Problem description
Your answer should be a single number: the count of lines in the entries below that contain "true".

######

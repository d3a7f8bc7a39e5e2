//! Play loop driver: the fixed per-tick handler order (§4.9) plus the
//! periodic housekeeping handlers it calls along the way.

use std::time::{Duration, Instant};

use crate::collaborators::VoEvents;
use crate::context::PlayerContext;
use crate::events::Event;
use crate::status::{ChainStatus, StopPlay};

const DUMMY_TICK_INTERVAL: Duration = Duration::from_millis(50);
const OSD_REDRAW_SEEK_DEFER: Duration = Duration::from_millis(100);

impl PlayerContext {
    /// Run a single tick. Handlers observe each other's state within the
    /// tick; this order is a contract, not an aesthetic choice.
    pub fn run_tick(&mut self) {
        if self.encoder.as_ref().map(|e| e.failed()).unwrap_or(false) {
            self.stop_play = StopPlay::PtQuit;
            self.quit_requested = true;
            return;
        }

        self.refresh_demuxer_properties();
        self.handle_complex_filter_decoders();
        self.handle_cursor_autohide();
        self.handle_vo_events();
        self.process_input();
        self.pump_complex_filter();

        // Filling audio/video buffers and writing frames is owned entirely
        // by the decoder/output collaborators; the core has no control
        // point here beyond what restart/eof already observe.

        self.handle_playback_restart();
        self.update_playback_time();
        self.handle_dummy_ticks();

        if self.video_status == ChainStatus::Eof {
            self.advance_subtitles_to(self.playback_pts);
        }

        self.handle_eof_loop_keep_open();

        if self.stop_play != StopPlay::KeepPlaying {
            return;
        }

        self.handle_osd_redraw();
        self.wait_events();
        self.handle_pause_on_low_cache();
        self.process_input();
        self.handle_chapter_change();
        self.handle_force_window(false);
        self.execute_queued_seek().ok();
    }

    fn refresh_demuxer_properties(&mut self) {
        let Some(demuxer) = self.demuxer.as_ref() else {
            return;
        };
        let props = demuxer.properties();
        self.duration = props.duration;
        self.seekable = props.seekable;
        self.ts_resets_possible = props.ts_resets_possible;
        self.is_network = props.is_network;
        self.filepos = props.filepos;
        self.stream_size = props.stream_size;
    }

    fn handle_complex_filter_decoders(&mut self) {
        if let Some(graph) = self.filter_graph.as_mut() {
            graph.push_decoder_frames();
        }
    }

    fn pump_complex_filter(&mut self) {
        if let Some(graph) = self.filter_graph.as_mut() {
            if graph.pump().is_err() {
                self.audio_status = ChainStatus::Eof;
                self.video_status = ChainStatus::Eof;
            }
        }
    }

    /// Refresh `playback_pts` from whichever chain is actively driving
    /// presentation: video while it is between PLAYING and EOF, else audio
    /// in the same range. Neither chain active leaves `playback_pts`
    /// wherever the last seek or reset left it.
    pub(crate) fn update_playback_time(&mut self) {
        let in_range = |status: ChainStatus| status >= ChainStatus::Playing && status < ChainStatus::Eof;

        if self.video_output.is_some() && in_range(self.video_status) {
            self.video_pts = self
                .video_output
                .as_ref()
                .and_then(|vo| vo.pts())
                .map(crate::time::Pts::known)
                .unwrap_or(crate::time::Pts::NOPTS);
            self.playback_pts = self.video_pts;
        } else if self.audio_output.is_some() && in_range(self.audio_status) {
            self.audio_pts = self
                .audio_output
                .as_ref()
                .and_then(|ao| ao.pts())
                .map(crate::time::Pts::known)
                .unwrap_or(crate::time::Pts::NOPTS);
            self.playback_pts = self.audio_pts;
        }
    }

    fn advance_subtitles_to(&mut self, _pts: crate::time::Pts) {
        // Subtitle rasterization is out of scope; this is the control point
        // where a host would be told to advance.
    }

    /// Emit a dummy TICK if idle/paused and more than 50ms have passed since
    /// the last one, so UI-facing position displays keep advancing during a
    /// pure pause with no decoder activity.
    pub fn handle_dummy_ticks(&mut self) {
        if !self.paused && self.playback_active {
            return;
        }
        if self.last_dummy_tick.elapsed() >= DUMMY_TICK_INTERVAL {
            self.last_dummy_tick = Instant::now();
            self.emit(Event::Tick);
        }
    }

    pub fn handle_cursor_autohide(&mut self) {
        let Some(input) = self.input.as_ref() else {
            return;
        };
        let counter = input.get_mouse_event_counter();
        if counter != self.mouse_event_ts {
            self.mouse_event_ts = counter;
            self.mouse_timer = Some(Instant::now());
            if !self.mouse_cursor_visible {
                self.mouse_cursor_visible = true;
                if let Some(vo) = self.video_output.as_mut() {
                    vo.set_cursor_visibility(true);
                }
            }
            return;
        }

        if self.mouse_cursor_visible {
            if let Some(started) = self.mouse_timer {
                if started.elapsed() >= self.opts.mouse_autohide_delay {
                    self.mouse_cursor_visible = false;
                    if let Some(vo) = self.video_output.as_mut() {
                        vo.set_cursor_visibility(false);
                    }
                }
            }
        }
    }

    pub fn handle_vo_events(&mut self) {
        let Some(vo) = self.video_output.as_mut() else {
            return;
        };
        let events = vo.query_and_reset_events();
        if events.contains(VoEvents::RESIZE) {
            self.emit(Event::WinResize);
        }
        if events.contains(VoEvents::STATE_CHANGE) {
            self.emit(Event::WinState);
        }
        // REDRAW_REQUEST just schedules a redraw on the next OSD-redraw
        // step; `want_redraw()` already reflects it without extra state.
    }

    /// Redraw the OSD unless a seek is in flight and less than 100ms has
    /// passed since it started (same anti-thrash rationale as the 300ms
    /// continuous-seek defer), or unless nothing changed and no redraw was
    /// explicitly requested.
    pub fn handle_osd_redraw(&mut self) {
        let Some(vo) = self.video_output.as_mut() else {
            return;
        };

        if let Some(started) = self.start_timestamp {
            if started.elapsed() < OSD_REDRAW_SEEK_DEFER && !self.seek.is_none() {
                return;
            }
        }

        if !vo.want_redraw() {
            return;
        }
        vo.redraw();
    }

    /// Issue `KILL_SCREENSAVER`/`RESTORE_SCREENSAVER` only on actual change.
    pub fn update_screensaver_state(&mut self) {
        let desired = self.playback_active;
        if desired == self.screensaver_suspended {
            return;
        }
        self.screensaver_suspended = desired;
        let Some(vo) = self.video_output.as_mut() else {
            return;
        };
        if desired {
            vo.kill_screensaver();
        } else {
            vo.restore_screensaver();
        }
    }

    pub fn handle_chapter_change(&mut self) {
        let current = self.current_chapter();
        if current != self.last_chapter {
            self.last_chapter = current;
            self.emit(Event::ChapterChange);
        }
    }
}

#[cfg(test)]
mod tests {
    use crate::context::PlayerContext;
    use crate::events::Event;
    use crate::status::ChainStatus;
    use crate::testing::{FakeAudioOutput, FakeInput, FakeVideoOutput};

    #[test]
    fn update_playback_time_prefers_video_pts_while_playing() {
        let mut ctx = PlayerContext::new_for_test();
        ctx.video_output = Some(Box::new(FakeVideoOutput {
            pts: Some(12.0),
            ..Default::default()
        }));
        ctx.audio_output = Some(Box::new(FakeAudioOutput {
            pts: Some(99.0),
            ..Default::default()
        }));
        ctx.video_status = ChainStatus::Playing;
        ctx.audio_status = ChainStatus::Playing;
        ctx.update_playback_time();
        assert_eq!(ctx.playback_pts.get(), Some(12.0));
    }

    #[test]
    fn update_playback_time_falls_back_to_audio_pts_without_video() {
        let mut ctx = PlayerContext::new_for_test();
        ctx.audio_output = Some(Box::new(FakeAudioOutput {
            pts: Some(7.5),
            ..Default::default()
        }));
        ctx.audio_status = ChainStatus::Playing;
        ctx.update_playback_time();
        assert_eq!(ctx.playback_pts.get(), Some(7.5));
    }

    #[test]
    fn update_playback_time_leaves_pts_untouched_when_neither_chain_active() {
        let mut ctx = PlayerContext::new_for_test();
        ctx.playback_pts = crate::time::Pts::known(3.0);
        ctx.update_playback_time();
        assert_eq!(ctx.playback_pts.get(), Some(3.0));
    }

    #[test]
    fn cursor_autohide_hides_after_delay() {
        let mut ctx = PlayerContext::new_for_test();
        ctx.opts.mouse_autohide_delay = std::time::Duration::from_millis(0);
        ctx.input = Some(Box::new(FakeInput {
            mouse_counter: 1,
            ..Default::default()
        }));
        ctx.mouse_event_ts = 1;
        ctx.mouse_timer = Some(std::time::Instant::now() - std::time::Duration::from_millis(1));
        ctx.handle_cursor_autohide();
        assert!(!ctx.mouse_cursor_visible);
    }

    #[test]
    fn chapter_change_emits_event_on_transition() {
        let (mut ctx, sink) = PlayerContext::new_for_test_with_sink();
        ctx.chapters = vec![10.0, 20.0];
        ctx.last_chapter_seek = -2;
        ctx.playback_pts = crate::time::Pts::known(15.0);
        ctx.handle_chapter_change();
        assert_eq!(ctx.last_chapter, 0);
        assert_eq!(
            sink.events()
                .iter()
                .filter(|e| **e == Event::ChapterChange)
                .count(),
            1
        );
    }

    #[test]
    fn dummy_tick_only_fires_when_idle_or_paused() {
        let mut ctx = PlayerContext::new_for_test();
        ctx.paused = true;
        ctx.last_dummy_tick = std::time::Instant::now() - std::time::Duration::from_millis(60);
        ctx.handle_dummy_ticks();
        // no panic, and state advanced: last_dummy_tick reset.
        assert!(ctx.last_dummy_tick.elapsed() < std::time::Duration::from_millis(50));
    }
}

######

Task result
4